→ Supplied material:
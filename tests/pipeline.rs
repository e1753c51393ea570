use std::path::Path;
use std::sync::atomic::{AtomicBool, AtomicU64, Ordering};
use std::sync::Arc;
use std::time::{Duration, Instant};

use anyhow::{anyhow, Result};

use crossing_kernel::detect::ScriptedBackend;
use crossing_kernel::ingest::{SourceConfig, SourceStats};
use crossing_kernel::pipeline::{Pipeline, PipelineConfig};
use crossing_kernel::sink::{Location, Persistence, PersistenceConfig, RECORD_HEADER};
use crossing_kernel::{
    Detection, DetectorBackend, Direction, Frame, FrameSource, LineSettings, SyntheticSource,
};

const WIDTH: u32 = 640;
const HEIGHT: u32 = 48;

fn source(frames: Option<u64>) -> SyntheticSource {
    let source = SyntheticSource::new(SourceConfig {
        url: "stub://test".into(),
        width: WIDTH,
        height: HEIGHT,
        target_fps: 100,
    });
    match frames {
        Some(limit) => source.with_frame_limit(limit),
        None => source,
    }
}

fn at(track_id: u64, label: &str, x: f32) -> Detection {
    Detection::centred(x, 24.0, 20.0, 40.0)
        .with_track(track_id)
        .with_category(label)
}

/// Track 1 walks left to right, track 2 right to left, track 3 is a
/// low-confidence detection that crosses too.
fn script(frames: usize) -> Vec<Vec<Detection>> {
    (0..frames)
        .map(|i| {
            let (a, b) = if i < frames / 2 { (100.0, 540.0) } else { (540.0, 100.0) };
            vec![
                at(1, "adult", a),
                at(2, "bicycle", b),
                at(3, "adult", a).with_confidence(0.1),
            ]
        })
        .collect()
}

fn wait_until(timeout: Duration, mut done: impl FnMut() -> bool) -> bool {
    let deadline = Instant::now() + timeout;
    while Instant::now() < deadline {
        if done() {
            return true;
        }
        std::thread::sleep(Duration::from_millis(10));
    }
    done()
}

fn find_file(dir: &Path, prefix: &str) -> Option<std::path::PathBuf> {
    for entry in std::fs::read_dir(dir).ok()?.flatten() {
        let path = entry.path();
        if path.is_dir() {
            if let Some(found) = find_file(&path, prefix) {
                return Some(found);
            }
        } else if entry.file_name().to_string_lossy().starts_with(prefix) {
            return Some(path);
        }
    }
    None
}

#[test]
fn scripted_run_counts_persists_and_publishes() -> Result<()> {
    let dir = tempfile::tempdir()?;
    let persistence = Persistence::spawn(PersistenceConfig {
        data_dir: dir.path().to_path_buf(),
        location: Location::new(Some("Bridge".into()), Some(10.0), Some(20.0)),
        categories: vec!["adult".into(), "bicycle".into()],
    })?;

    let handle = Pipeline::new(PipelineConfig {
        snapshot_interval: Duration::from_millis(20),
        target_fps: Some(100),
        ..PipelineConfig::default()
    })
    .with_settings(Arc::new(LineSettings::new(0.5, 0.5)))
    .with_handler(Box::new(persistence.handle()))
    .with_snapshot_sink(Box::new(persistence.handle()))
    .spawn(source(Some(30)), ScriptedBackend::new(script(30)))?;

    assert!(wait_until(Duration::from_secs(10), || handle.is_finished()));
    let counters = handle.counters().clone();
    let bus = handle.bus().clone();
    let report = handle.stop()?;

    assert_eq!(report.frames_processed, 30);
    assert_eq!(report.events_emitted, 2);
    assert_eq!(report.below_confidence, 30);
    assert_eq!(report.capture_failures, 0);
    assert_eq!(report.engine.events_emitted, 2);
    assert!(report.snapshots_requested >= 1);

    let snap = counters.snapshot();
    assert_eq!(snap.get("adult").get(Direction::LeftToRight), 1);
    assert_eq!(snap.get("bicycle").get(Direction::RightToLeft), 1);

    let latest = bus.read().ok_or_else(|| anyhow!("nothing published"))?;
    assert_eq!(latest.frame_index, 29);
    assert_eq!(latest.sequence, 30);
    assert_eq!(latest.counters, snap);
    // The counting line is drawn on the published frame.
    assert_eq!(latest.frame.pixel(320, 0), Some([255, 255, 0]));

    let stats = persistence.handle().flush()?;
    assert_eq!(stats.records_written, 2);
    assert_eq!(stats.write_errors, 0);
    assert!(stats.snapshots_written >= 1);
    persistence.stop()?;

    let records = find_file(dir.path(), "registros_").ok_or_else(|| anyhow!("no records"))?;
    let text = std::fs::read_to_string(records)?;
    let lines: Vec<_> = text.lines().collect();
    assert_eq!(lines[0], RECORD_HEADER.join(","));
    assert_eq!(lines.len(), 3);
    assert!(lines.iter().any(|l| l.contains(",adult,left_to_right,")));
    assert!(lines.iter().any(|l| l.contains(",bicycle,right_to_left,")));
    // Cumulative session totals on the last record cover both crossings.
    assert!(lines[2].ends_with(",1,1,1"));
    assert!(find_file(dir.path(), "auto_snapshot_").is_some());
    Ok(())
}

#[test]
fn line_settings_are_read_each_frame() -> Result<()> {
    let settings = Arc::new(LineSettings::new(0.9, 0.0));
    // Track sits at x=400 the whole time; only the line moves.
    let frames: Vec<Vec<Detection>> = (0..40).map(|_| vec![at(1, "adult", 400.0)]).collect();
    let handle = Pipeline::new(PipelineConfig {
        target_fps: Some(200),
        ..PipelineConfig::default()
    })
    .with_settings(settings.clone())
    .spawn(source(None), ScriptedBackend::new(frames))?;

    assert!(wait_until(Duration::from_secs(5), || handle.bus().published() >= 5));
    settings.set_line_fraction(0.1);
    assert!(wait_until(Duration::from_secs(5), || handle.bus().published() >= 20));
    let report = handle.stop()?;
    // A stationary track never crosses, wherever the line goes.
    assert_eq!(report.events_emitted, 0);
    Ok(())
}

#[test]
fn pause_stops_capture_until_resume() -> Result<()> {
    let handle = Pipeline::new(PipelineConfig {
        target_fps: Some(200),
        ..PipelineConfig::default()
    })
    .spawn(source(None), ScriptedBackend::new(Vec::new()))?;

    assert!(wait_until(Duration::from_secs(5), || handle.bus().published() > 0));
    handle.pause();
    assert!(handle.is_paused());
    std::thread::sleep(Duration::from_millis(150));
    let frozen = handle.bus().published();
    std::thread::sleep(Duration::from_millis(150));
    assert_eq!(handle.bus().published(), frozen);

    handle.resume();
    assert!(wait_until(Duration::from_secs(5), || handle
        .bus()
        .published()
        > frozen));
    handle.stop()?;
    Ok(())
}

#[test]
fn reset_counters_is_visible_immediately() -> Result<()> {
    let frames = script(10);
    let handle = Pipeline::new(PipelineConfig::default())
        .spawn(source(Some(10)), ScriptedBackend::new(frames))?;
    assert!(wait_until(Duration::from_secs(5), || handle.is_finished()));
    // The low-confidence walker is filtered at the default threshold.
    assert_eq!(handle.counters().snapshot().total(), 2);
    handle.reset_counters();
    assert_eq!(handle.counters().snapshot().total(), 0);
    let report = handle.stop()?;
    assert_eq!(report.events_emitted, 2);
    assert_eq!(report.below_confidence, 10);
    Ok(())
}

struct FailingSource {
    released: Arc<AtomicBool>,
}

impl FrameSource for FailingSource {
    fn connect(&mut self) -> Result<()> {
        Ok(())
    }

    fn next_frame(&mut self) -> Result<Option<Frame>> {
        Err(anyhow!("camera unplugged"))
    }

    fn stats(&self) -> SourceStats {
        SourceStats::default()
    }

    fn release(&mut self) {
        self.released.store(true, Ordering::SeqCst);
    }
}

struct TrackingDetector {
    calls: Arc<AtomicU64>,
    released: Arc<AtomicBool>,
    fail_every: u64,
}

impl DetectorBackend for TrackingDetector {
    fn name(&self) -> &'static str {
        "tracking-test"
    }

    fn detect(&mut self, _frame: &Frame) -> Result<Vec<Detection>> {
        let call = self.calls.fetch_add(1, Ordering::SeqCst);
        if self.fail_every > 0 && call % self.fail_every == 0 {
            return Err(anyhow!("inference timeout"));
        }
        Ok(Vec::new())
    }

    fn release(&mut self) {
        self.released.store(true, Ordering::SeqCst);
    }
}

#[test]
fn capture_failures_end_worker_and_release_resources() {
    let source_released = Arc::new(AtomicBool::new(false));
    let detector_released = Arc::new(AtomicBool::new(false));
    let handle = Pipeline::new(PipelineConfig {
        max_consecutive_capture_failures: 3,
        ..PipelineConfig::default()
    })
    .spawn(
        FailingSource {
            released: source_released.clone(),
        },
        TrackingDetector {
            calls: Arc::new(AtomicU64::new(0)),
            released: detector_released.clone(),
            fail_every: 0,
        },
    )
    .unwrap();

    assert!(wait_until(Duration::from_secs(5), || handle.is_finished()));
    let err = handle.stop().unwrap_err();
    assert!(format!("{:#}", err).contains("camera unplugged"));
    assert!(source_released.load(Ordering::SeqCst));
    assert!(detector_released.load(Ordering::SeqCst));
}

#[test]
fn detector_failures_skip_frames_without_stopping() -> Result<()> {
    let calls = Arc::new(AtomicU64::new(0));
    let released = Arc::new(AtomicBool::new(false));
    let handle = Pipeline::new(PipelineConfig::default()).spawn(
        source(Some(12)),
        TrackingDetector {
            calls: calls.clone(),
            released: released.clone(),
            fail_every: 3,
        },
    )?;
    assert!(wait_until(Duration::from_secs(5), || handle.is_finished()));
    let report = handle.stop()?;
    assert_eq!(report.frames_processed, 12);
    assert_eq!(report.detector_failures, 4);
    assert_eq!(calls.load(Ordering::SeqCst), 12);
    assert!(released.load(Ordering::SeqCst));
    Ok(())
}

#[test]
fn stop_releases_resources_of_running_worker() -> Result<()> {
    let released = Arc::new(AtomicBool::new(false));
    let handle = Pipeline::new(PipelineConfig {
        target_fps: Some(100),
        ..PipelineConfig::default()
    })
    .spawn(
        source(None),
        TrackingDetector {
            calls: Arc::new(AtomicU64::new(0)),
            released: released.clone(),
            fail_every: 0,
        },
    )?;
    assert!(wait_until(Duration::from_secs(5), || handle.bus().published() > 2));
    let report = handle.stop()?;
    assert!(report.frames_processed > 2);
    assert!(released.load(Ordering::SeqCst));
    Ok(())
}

...

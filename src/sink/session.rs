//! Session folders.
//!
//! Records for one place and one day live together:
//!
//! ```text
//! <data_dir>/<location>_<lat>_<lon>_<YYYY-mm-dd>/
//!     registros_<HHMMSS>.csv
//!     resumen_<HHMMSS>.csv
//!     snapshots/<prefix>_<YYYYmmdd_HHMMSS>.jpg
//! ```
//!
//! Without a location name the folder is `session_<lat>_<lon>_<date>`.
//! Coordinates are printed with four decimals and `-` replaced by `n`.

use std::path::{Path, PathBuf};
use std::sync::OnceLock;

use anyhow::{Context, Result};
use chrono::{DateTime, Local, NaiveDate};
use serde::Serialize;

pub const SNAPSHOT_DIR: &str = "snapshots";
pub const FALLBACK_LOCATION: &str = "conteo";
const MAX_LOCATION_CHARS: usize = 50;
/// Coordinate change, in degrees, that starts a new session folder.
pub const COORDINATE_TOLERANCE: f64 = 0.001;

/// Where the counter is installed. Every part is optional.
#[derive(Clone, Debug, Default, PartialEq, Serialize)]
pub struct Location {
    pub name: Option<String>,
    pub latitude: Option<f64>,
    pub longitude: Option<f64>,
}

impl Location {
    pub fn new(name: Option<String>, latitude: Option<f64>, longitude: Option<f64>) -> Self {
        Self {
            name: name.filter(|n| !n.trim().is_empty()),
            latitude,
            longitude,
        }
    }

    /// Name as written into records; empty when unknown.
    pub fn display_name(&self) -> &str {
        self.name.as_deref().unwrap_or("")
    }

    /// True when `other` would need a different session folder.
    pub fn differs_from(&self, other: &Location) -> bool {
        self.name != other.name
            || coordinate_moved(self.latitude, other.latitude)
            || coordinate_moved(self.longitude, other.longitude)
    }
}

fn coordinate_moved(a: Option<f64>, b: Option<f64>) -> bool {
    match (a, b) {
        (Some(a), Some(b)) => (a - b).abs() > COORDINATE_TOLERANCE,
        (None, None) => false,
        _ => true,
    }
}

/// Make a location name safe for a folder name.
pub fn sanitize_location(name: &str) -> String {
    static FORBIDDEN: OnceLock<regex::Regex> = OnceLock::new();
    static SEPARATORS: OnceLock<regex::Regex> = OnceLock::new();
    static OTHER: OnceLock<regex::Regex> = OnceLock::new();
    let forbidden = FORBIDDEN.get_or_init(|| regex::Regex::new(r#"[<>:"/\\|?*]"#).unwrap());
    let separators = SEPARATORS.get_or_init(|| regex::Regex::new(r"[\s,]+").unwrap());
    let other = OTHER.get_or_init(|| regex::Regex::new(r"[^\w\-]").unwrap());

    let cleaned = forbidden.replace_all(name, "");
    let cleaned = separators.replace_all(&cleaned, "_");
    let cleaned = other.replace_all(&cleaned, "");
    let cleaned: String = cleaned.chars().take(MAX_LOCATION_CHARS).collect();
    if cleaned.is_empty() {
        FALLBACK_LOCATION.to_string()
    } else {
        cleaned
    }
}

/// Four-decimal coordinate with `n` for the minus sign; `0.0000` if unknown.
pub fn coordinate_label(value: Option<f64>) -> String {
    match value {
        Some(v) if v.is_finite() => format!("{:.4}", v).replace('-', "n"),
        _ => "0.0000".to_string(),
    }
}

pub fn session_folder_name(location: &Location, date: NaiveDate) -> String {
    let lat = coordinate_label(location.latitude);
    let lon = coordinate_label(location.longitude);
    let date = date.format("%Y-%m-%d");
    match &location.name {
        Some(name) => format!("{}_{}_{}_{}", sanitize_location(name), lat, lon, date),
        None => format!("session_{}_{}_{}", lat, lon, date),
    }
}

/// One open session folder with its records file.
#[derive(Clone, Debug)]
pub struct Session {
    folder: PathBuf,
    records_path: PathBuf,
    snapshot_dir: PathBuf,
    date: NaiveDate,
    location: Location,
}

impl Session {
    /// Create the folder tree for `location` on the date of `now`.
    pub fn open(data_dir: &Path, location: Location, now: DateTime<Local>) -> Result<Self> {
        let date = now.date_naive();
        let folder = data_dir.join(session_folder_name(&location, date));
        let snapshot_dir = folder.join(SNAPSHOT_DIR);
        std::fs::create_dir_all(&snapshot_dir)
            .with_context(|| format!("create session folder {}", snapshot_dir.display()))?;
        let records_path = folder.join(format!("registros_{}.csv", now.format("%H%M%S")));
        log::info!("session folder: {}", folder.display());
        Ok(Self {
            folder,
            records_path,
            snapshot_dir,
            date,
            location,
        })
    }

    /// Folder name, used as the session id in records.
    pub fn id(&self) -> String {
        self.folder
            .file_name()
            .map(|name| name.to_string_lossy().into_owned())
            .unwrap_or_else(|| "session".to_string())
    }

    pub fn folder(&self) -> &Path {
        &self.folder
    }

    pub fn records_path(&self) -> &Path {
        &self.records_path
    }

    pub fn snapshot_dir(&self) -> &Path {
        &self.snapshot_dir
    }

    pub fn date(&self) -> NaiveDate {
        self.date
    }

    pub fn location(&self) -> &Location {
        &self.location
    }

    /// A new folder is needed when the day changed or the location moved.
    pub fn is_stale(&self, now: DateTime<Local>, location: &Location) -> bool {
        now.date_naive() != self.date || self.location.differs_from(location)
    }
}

---

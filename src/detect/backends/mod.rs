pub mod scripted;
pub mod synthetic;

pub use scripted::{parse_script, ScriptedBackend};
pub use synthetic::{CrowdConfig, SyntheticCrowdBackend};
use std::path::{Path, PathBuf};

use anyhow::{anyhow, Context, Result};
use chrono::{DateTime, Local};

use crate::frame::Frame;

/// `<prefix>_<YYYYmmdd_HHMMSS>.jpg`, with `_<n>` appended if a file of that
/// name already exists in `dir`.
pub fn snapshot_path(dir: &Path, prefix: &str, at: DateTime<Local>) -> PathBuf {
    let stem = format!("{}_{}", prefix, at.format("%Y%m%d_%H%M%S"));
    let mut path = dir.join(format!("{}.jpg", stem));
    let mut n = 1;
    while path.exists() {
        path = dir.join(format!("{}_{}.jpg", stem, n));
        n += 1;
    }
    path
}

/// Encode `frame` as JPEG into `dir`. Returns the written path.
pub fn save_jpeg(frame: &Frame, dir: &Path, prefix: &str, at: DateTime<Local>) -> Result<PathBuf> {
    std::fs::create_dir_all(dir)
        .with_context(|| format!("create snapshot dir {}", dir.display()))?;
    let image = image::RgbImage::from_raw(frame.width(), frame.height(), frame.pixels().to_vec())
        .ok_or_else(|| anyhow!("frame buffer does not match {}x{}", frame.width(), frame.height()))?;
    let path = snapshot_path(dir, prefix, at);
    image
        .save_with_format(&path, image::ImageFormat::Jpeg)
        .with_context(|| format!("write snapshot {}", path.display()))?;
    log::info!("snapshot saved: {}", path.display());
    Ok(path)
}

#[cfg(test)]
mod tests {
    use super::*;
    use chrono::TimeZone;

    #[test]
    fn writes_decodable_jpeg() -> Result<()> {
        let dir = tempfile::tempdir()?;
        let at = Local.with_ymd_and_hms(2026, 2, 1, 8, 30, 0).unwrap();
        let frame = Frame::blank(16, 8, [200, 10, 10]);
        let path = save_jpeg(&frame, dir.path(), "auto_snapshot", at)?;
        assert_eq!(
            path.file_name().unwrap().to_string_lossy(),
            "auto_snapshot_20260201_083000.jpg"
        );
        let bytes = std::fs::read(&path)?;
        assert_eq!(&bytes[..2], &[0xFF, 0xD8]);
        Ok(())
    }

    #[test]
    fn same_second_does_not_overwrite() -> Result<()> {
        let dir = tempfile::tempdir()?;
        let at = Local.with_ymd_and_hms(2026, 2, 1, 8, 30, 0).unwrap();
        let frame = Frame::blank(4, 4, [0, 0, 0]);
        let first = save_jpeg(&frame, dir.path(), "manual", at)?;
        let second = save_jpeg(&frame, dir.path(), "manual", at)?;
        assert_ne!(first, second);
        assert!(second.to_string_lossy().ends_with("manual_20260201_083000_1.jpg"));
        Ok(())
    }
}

→ Directions:
Only one stretch of the entries above is wanted: the lines from the one containing "(0..frames)" through the one containing "else if entry.file_name().to_string_lossy().starts_with(prefix)". Please reproduce it exactly.

→ Reply:
    (0..frames)
        .map(|i| {
            let (a, b) = if i < frames / 2 { (100.0, 540.0) } else { (540.0, 100.0) };
            vec![
                at(1, "adult", a),
                at(2, "bicycle", b),
                at(3, "adult", a).with_confidence(0.1),
            ]
        })
        .collect()
}

fn wait_until(timeout: Duration, mut done: impl FnMut() -> bool) -> bool {
    let deadline = Instant::now() + timeout;
    while Instant::now() < deadline {
        if done() {
            return true;
        }
        std::thread::sleep(Duration::from_millis(10));
    }
    done()
}

fn find_file(dir: &Path, prefix: &str) -> Option<std::path::PathBuf> {
    for entry in std::fs::read_dir(dir).ok()?.flatten() {
        let path = entry.path();
        if path.is_dir() {
            if let Some(found) = find_file(&path, prefix) {
                return Some(found);
            }
        } else if entry.file_name().to_string_lossy().starts_with(prefix) {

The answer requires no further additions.